Data in this exercise Start Marker

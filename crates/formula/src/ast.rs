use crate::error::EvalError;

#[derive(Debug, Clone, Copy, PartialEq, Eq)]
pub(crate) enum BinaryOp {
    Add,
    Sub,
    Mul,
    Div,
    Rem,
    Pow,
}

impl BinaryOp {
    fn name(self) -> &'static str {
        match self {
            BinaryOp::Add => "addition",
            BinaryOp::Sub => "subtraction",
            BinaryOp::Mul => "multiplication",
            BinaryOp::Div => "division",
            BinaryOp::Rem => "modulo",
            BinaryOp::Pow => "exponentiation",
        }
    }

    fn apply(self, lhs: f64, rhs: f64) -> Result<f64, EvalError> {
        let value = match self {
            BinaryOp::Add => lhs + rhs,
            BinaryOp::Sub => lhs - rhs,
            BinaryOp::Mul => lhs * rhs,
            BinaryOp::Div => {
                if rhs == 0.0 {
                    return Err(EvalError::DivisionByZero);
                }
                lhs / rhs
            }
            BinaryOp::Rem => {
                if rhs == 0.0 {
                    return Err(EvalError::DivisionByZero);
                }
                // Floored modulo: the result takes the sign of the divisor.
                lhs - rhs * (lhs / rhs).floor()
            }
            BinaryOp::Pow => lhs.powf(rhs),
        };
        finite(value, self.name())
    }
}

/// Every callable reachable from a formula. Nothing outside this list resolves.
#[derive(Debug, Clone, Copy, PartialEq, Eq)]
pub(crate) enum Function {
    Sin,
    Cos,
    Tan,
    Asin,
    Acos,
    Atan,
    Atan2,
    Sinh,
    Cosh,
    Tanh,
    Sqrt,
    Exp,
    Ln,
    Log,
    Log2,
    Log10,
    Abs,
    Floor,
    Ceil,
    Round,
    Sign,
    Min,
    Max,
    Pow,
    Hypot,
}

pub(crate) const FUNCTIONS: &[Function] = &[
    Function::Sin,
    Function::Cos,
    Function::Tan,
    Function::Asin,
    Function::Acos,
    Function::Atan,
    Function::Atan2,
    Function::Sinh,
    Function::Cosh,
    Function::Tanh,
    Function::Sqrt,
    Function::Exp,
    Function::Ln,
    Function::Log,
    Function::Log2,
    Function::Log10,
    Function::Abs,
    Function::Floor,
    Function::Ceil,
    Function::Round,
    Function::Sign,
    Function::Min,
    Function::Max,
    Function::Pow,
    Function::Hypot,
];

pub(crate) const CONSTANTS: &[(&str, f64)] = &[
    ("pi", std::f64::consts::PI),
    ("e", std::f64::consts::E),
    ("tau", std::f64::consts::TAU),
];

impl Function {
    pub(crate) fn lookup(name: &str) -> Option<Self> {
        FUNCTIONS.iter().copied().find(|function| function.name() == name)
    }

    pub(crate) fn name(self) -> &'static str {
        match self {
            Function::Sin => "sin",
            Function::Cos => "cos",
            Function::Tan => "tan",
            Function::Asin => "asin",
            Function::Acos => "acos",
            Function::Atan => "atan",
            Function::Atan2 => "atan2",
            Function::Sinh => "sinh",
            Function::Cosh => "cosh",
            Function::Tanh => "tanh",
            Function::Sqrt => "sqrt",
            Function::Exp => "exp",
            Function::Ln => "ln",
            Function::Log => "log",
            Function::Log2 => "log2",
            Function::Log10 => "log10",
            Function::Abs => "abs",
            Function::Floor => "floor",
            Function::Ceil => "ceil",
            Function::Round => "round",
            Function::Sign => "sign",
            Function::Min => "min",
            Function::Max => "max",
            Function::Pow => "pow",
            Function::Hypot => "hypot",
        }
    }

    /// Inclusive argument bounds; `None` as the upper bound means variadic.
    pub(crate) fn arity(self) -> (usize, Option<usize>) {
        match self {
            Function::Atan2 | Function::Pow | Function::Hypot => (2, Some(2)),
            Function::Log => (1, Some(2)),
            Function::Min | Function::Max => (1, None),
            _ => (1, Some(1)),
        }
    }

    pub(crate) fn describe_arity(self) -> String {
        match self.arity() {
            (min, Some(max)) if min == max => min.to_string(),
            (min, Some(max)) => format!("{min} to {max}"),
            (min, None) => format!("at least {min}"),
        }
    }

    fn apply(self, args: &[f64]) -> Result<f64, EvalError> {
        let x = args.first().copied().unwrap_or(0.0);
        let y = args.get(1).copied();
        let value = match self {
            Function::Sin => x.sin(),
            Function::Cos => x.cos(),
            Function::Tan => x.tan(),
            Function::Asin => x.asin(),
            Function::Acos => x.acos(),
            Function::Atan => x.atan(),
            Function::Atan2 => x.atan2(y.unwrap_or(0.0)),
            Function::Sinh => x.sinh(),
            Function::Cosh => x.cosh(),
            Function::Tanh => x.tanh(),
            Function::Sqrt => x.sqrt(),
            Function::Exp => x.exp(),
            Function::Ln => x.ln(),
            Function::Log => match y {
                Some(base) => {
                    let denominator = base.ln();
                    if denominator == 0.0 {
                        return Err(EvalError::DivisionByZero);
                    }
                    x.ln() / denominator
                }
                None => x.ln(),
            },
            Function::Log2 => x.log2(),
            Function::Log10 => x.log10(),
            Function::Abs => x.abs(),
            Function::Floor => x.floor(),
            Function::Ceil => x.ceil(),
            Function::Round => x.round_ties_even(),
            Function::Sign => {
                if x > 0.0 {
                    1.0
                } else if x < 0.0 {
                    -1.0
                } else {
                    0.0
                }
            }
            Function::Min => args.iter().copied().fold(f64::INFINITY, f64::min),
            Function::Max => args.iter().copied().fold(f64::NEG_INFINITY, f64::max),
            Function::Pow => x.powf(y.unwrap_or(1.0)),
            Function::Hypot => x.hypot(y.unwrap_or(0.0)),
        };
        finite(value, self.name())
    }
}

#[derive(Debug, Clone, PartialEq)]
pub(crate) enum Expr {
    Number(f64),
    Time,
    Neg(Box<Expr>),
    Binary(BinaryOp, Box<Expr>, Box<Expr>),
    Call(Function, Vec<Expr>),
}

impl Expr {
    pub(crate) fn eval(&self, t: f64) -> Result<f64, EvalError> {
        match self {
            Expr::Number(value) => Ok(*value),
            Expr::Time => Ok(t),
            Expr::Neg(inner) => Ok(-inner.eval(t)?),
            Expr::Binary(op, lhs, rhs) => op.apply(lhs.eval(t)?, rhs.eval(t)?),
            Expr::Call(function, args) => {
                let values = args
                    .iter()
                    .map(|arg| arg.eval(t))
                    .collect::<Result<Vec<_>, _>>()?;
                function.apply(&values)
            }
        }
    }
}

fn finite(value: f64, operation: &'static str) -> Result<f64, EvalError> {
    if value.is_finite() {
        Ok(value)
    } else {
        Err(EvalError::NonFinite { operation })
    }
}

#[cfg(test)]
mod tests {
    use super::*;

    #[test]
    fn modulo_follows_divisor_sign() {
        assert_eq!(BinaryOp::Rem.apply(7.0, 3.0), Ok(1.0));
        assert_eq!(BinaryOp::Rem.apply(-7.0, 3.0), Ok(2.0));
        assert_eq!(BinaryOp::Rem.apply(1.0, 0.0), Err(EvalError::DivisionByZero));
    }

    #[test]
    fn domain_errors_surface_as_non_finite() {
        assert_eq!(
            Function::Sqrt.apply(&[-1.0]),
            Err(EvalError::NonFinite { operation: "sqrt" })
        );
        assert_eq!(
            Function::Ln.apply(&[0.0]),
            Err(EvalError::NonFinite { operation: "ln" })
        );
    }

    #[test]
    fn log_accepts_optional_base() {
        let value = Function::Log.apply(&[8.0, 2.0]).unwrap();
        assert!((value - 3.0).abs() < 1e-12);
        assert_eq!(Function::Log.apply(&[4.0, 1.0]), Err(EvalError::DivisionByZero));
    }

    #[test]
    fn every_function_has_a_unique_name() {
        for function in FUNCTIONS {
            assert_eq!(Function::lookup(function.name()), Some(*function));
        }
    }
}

Data in this exercise End Marker

**Your objective:** Copy each line above that contains the word "Cosh".

**Exercise output:**
    Cosh,
    Function::Cosh,
            Function::Cosh => "cosh",
            Function::Cosh => x.cosh(),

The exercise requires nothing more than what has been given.